Why  house price surveys are just a post code lottery
Finding out how much a property is worth is crucial for an investor trying to do some sums to check out if the rent and yield stack up against the asking price. Several property firms, lenders and government departments publish monthly house price surveys, but their results are questionable. The big factor that is causing most confusion is the size of samples. Back in 2007, at the height of the property bubble, more than 100,000 homes changed owners every month. Now that flood is down to a trickle of 50,000 or less homes. That makes some of the sets of data house price surveys the number crunchers base their figures on more or less useless.

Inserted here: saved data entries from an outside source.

//! Interactive roster session over line-based input and output.
//!
//! # Responsibility
//! - Read commands, apply them to the roster service, print the page.
//! - Ask the delete confirmation on the same input stream.
//!
//! # Invariants
//! - Command errors are printed and the loop continues.
//! - EOF or `quit` ends the session; only I/O failures are returned.
//! - An unreadable or missing confirmation answer counts as "no".
//! - Input bytes that are not UTF-8 never end the session.

use crate::command::{parse_command, Command, HELP_TEXT};
use log::{debug, warn};
use roster_core::{
    render_modal, render_page, DeleteOutcome, RosterService, StudentStore, SubmitOutcome,
};
use std::borrow::Cow;
use std::io::{self, BufRead, Write};

const PROMPT: &str = "roster> ";

/// Runs the command loop until `quit` or end of input.
pub fn run_session<S, R, W>(
    service: &mut RosterService<S>,
    input: &mut R,
    output: &mut W,
) -> io::Result<()>
where
    S: StudentStore,
    R: BufRead,
    W: Write,
{
    write!(output, "{}", render_page(service))?;

    loop {
        write!(output, "\n{PROMPT}")?;
        output.flush()?;

        let Some(line) = read_line(input)? else {
            writeln!(output)?;
            break;
        };

        let command = match parse_command(&line) {
            Ok(command) => command,
            Err(err) => {
                writeln!(output, "error: {err}")?;
                continue;
            }
        };

        if command == Command::Quit {
            break;
        }
        apply_command(service, command, input, output)?;
    }

    debug!(
        "event=session_end module=cli status=ok count={}",
        service.store().len()
    );
    Ok(())
}

fn apply_command<S, R, W>(
    service: &mut RosterService<S>,
    command: Command,
    input: &mut R,
    output: &mut W,
) -> io::Result<()>
where
    S: StudentStore,
    R: BufRead,
    W: Write,
{
    match command {
        Command::Noop | Command::Quit => {}
        Command::Help => writeln!(output, "{HELP_TEXT}")?,
        Command::List => write!(output, "{}", render_page(service))?,
        Command::Search(text) => {
            service.set_search(text);
            write!(output, "{}", render_page(service))?;
        }
        Command::Add => {
            service.open_create();
            write!(output, "{}", render_modal(service.modal()))?;
        }
        Command::Edit(id) => match service.open_edit(id) {
            Ok(()) => write!(output, "{}", render_modal(service.modal()))?,
            Err(err) => writeln!(output, "error: {err}")?,
        },
        Command::Set(field, value) => match service.set_field(field, &value) {
            Ok(()) => write!(output, "{}", render_modal(service.modal()))?,
            Err(err) => writeln!(output, "error: {err}")?,
        },
        Command::Save => match service.submit() {
            Ok(outcome) => {
                if let Some(message) = describe_submit(outcome) {
                    writeln!(output, "{message}")?;
                }
                write!(output, "{}", render_page(service))?;
            }
            Err(err) => writeln!(output, "error: {err}")?,
        },
        Command::Cancel => {
            service.cancel();
            write!(output, "{}", render_page(service))?;
        }
        Command::Delete(id) => {
            let mut prompt = |message: &str| confirm_line(&mut *input, &mut *output, message);
            let outcome = service.delete_student(id, &mut prompt);
            match outcome {
                Ok(DeleteOutcome::Deleted(record)) => {
                    writeln!(output, "Deleted student #{}.", record.id)?;
                    write!(output, "{}", render_page(service))?;
                }
                Ok(DeleteOutcome::Cancelled) => writeln!(output, "Delete cancelled.")?,
                Err(err) => writeln!(output, "error: {err}")?,
            }
        }
        Command::Json => {
            let visible = service.visible_students();
            let json = serde_json::to_string_pretty(&visible).map_err(io::Error::other)?;
            writeln!(output, "{json}")?;
        }
    }
    Ok(())
}

// A stale edit is a silent no-op; the service already logs it.
fn describe_submit(outcome: SubmitOutcome) -> Option<String> {
    match outcome {
        SubmitOutcome::Created(id) => Some(format!("Added student #{id}.")),
        SubmitOutcome::Updated(id) => Some(format!("Updated student #{id}.")),
        SubmitOutcome::Unchanged(_) => None,
    }
}

/// Asks `message` and reads the answer from the session input.
fn confirm_line<R: BufRead, W: Write>(input: &mut R, output: &mut W, message: &str) -> bool {
    ask(input, output, message).unwrap_or_else(|err| {
        warn!("event=confirm_prompt module=cli status=error error={err}");
        false
    })
}

fn ask<R: BufRead, W: Write>(input: &mut R, output: &mut W, message: &str) -> io::Result<bool> {
    write!(output, "{message} [y/N] ")?;
    output.flush()?;
    let answer = read_line(input)?.unwrap_or_default();
    Ok(is_yes(&answer))
}

fn is_yes(answer: &str) -> bool {
    matches!(answer.trim().to_ascii_lowercase().as_str(), "y" | "yes")
}

/// Reads one line without its terminator; `None` at end of input.
///
/// Invalid UTF-8 is replaced with U+FFFD rather than failing the session.
fn read_line<R: BufRead>(input: &mut R) -> io::Result<Option<String>> {
    let mut raw = Vec::new();
    if input.read_until(b'\n', &mut raw)? == 0 {
        return Ok(None);
    }
    let decoded = String::from_utf8_lossy(&raw);
    if let Cow::Owned(_) = decoded {
        warn!("event=input_decode module=cli status=lossy bytes={}", raw.len());
    }
    Ok(Some(decoded.trim_end_matches(['\n', '\r']).to_string()))
}
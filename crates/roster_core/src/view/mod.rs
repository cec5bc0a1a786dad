//! Plain-text presentation of the roster page.
//!
//! # Responsibility
//! - Render cards for visible records and the modal bound to the form buffer.
//! - Stay free of state changes; every function is a pure projection.

pub mod render;
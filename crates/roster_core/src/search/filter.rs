//! Case-insensitive substring filter over student records.
//!
//! # Responsibility
//! - Match search text against name, student number, email and major.
//!
//! # Invariants
//! - Empty search text matches every record.
//! - Output order equals input (store) order; there is no ranking.
//! - Output is recomputed per call and never cached.

use crate::model::student::StudentRecord;

/// Search box state.
#[derive(Debug, Clone, Default, PartialEq, Eq)]
pub struct SearchQuery {
    /// Raw text as typed. Not trimmed.
    pub text: String,
}

impl SearchQuery {
    pub fn new(text: impl Into<String>) -> Self {
        Self { text: text.into() }
    }

    /// Returns whether this query lets every record through.
    pub fn is_empty(&self) -> bool {
        self.text.is_empty()
    }

    fn needle(&self) -> String {
        self.text.to_lowercase()
    }
}

/// Returns records matching `query`, preserving store order.
pub fn filter_students<'a>(
    records: &'a [StudentRecord],
    query: &SearchQuery,
) -> Vec<&'a StudentRecord> {
    if query.is_empty() {
        return records.iter().collect();
    }

    let needle = query.needle();
    records
        .iter()
        .filter(|record| matches_needle(record, &needle))
        .collect()
}

/// Returns whether `record` matches `query` on any searched field.
pub fn matches_student(record: &StudentRecord, query: &SearchQuery) -> bool {
    matches_needle(record, &query.needle())
}

fn matches_needle(record: &StudentRecord, needle: &str) -> bool {
    searched_fields(record)
        .iter()
        .any(|field| field.to_lowercase().contains(needle))
}

fn searched_fields(record: &StudentRecord) -> [&str; 4] {
    [
        record.name.as_str(),
        record.student_id.as_str(),
        record.email.as_str(),
        record.major.as_str(),
    ]
}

The most reliable data comes from the biggest sample – which would be the Land Registry database of completed sales. Three house price surveys are based on this information – the Land Registry's own survey; an index published by the Communities and Local Government Department and another by LSL Property Services, a large estate agency chain. House prices are out-of-date, biased and useless. Even then, the data has problems – it's out-of-date because the Land Registry has to wait for lawyers to file title papers to compile the figures. This can mean a month to collate the figures and another month to run the analysis. Then, the Land Registry offers 'average' house prices both regionally and nationally - that is if you accept national means just England and Wales. Of course, no one lives in an average home, so the comparison figure is useless. The headline price guides from lenders the Nationwide and Halifax grab most attention. Their reliability is based on the market share of those lenders and the home loans they offer – not the just the ones that go ahead. This means they are biased to areas where these lenders have their largest customer base that are not necessarily representative of the whole market. Online property portals like Rightmove, Zoopla and Findaproperty offer figures based on asking prices that are inflated and often well adrift of actual sale amounts. The government has proposed a single, official house price survey for the whole UK. So far, the working party has looked at the proposal for around six months without hinting at a solution. Meanwhile, putting a price on a home remains a lottery.